**DATA UNDER STUDY:**
▽

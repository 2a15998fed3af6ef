//! Error types for buffer writes, interpolation input and configuration.

use thiserror::Error;

use crate::data::sample::ColumnKind;

/// Result type used throughout the crate.
pub type Result<T> = std::result::Result<T, BufferError>;

/// Caller-contract violations and configuration failures.
///
/// A write that fails with one of these leaves the buffer exactly as it was
/// before the call.
#[derive(Error, Debug)]
pub enum BufferError {
    /// Number of secondary values does not match the buffer's column layout.
    #[error("expected {expected} secondary values per row, got {actual}")]
    Arity { expected: usize, actual: usize },

    /// Primary and secondary batch arrays differ in length.
    #[error("batch column length mismatch: primary has {expected} entries, secondary has {actual}")]
    LengthMismatch { expected: usize, actual: usize },

    /// A secondary value does not have the type of its column.
    #[error("secondary column {column} expects {expected:?} values")]
    ColumnType { column: usize, expected: ColumnKind },

    /// A point record passed to interpolation lacks a coordinate.
    #[error("malformed point record: {0}")]
    MalformedPoint(String),

    /// Configuration could not be used.
    #[error("configuration error: {0}")]
    Config(String),

    /// Configuration JSON could not be (de)serialized.
    #[error("configuration JSON error: {0}")]
    Json(#[from] serde_json::Error),
}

△

**ACTIVITY:**
A full, exact copy of the entries is required. Return it.

**TASK OUTPUT:**
repository 2a15998fed3af6ef
//! Error types for buffer writes, interpolation input and configuration.

use thiserror::Error;

use crate::data::sample::ColumnKind;

/// Result type used throughout the crate.
pub type Result<T> = std::result::Result<T, BufferError>;

/// Caller-contract violations and configuration failures.
///
/// A write that fails with one of these leaves the buffer exactly as it was
/// before the call.
#[derive(Error, Debug)]
pub enum BufferError {
    /// Number of secondary values does not match the buffer's column layout.
    #[error("expected {expected} secondary values per row, got {actual}")]
    Arity { expected: usize, actual: usize },

    /// Primary and secondary batch arrays differ in length.
    #[error("batch column length mismatch: primary has {expected} entries, secondary has {actual}")]
    LengthMismatch { expected: usize, actual: usize },

    /// A secondary value does not have the type of its column.
    #[error("secondary column {column} expects {expected:?} values")]
    ColumnType { column: usize, expected: ColumnKind },

    /// A point record passed to interpolation lacks a coordinate.
    #[error("malformed point record: {0}")]
    MalformedPoint(String),

    /// Configuration could not be used.
    #[error("configuration error: {0}")]
    Config(String),

    /// Configuration JSON could not be (de)serialized.
    #[error("configuration JSON error: {0}")]
    Json(#[from] serde_json::Error),
}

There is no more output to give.